LISTED ENTRIES:
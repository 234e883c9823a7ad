//! SurrealDB connection management.

use std::env;

use surrealdb::Surreal;
use surrealdb::engine::remote::ws::{Client, Ws};
use surrealdb::opt::auth::Root;
use tracing::info;

/// Configuration for connecting to SurrealDB.
#[derive(Debug, Clone)]
pub struct DbConfig {
    /// WebSocket URL (e.g., `127.0.0.1:8000`).
    pub url: String,
    /// SurrealDB namespace.
    pub namespace: String,
    /// SurrealDB database name.
    pub database: String,
    /// Root username for authentication.
    pub username: String,
    /// Root password for authentication.
    pub password: String,
}

impl Default for DbConfig {
    fn default() -> Self {
        Self {
            url: "127.0.0.1:8000".into(),
            namespace: "dcim".into(),
            database: "inventory".into(),
            username: "root".into(),
            password: "root".into(),
        }
    }
}

impl DbConfig {
    /// Build a configuration from `DCIM_DB_*` environment variables,
    /// falling back to the defaults for anything unset.
    pub fn from_env() -> Self {
        let defaults = Self::default();
        Self {
            url: env::var("DCIM_DB_URL").unwrap_or(defaults.url),
            namespace: env::var("DCIM_DB_NS").unwrap_or(defaults.namespace),
            database: env::var("DCIM_DB_NAME").unwrap_or(defaults.database),
            username: env::var("DCIM_DB_USER").unwrap_or(defaults.username),
            password: env::var("DCIM_DB_PASS").unwrap_or(defaults.password),
        }
    }
}

/// Manages a connection to SurrealDB.
#[derive(Clone)]
pub struct DbManager {
    db: Surreal<Client>,
}

impl DbManager {
    /// Connect to SurrealDB using the provided configuration.
    ///
    /// Authenticates as root, selects the configured namespace and
    /// database, and returns a ready-to-use manager.
    pub async fn connect(config: &DbConfig) -> Result<Self, surrealdb::Error> {
        info!(
            url = %config.url,
            namespace = %config.namespace,
            database = %config.database,
            "Connecting to SurrealDB"
        );

        let db = Surreal::new::<Ws>(&config.url).await?;

        db.signin(Root {
            username: config.username.clone(),
            password: config.password.clone(),
        })
        .await?;

        db.use_ns(&config.namespace)
            .use_db(&config.database)
            .await?;

        info!("Successfully connected to SurrealDB");

        Ok(Self { db })
    }

    /// Returns a reference to the underlying SurrealDB client.
    pub fn client(&self) -> &Surreal<Client> {
        &self.db
    }
}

WORK TO COMPLETE: The response has to match the records above word for word.

SOLUTION TO THIS TASK:
repository 234e883c9823a7ad
//! SurrealDB connection management.

use std::env;

use surrealdb::Surreal;
use surrealdb::engine::remote::ws::{Client, Ws};
use surrealdb::opt::auth::Root;
use tracing::info;

/// Configuration for connecting to SurrealDB.
#[derive(Debug, Clone)]
pub struct DbConfig {
    /// WebSocket URL (e.g., `127.0.0.1:8000`).
    pub url: String,
    /// SurrealDB namespace.
    pub namespace: String,
    /// SurrealDB database name.
    pub database: String,
    /// Root username for authentication.
    pub username: String,
    /// Root password for authentication.
    pub password: String,
}

impl Default for DbConfig {
    fn default() -> Self {
        Self {
            url: "127.0.0.1:8000".into(),
            namespace: "dcim".into(),
            database: "inventory".into(),
            username: "root".into(),
            password: "root".into(),
        }
    }
}

impl DbConfig {
    /// Build a configuration from `DCIM_DB_*` environment variables,
    /// falling back to the defaults for anything unset.
    pub fn from_env() -> Self {
        let defaults = Self::default();
        Self {
            url: env::var("DCIM_DB_URL").unwrap_or(defaults.url),
            namespace: env::var("DCIM_DB_NS").unwrap_or(defaults.namespace),
            database: env::var("DCIM_DB_NAME").unwrap_or(defaults.database),
            username: env::var("DCIM_DB_USER").unwrap_or(defaults.username),
            password: env::var("DCIM_DB_PASS").unwrap_or(defaults.password),
        }
    }
}

/// Manages a connection to SurrealDB.
#[derive(Clone)]
pub struct DbManager {
    db: Surreal<Client>,
}

impl DbManager {
    /// Connect to SurrealDB using the provided configuration.
    ///
    /// Authenticates as root, selects the configured namespace and
    /// database, and returns a ready-to-use manager.
    pub async fn connect(config: &DbConfig) -> Result<Self, surrealdb::Error> {
        info!(
            url = %config.url,
            namespace = %config.namespace,
            database = %config.database,
            "Connecting to SurrealDB"
        );

        let db = Surreal::new::<Ws>(&config.url).await?;

        db.signin(Root {
            username: config.username.clone(),
            password: config.password.clone(),
        })
        .await?;

        db.use_ns(&config.namespace)
            .use_db(&config.database)
            .await?;

        info!("Successfully connected to SurrealDB");

        Ok(Self { db })
    }

    /// Returns a reference to the underlying SurrealDB client.
    pub fn client(&self) -> &Surreal<Client> {
        &self.db
    }
}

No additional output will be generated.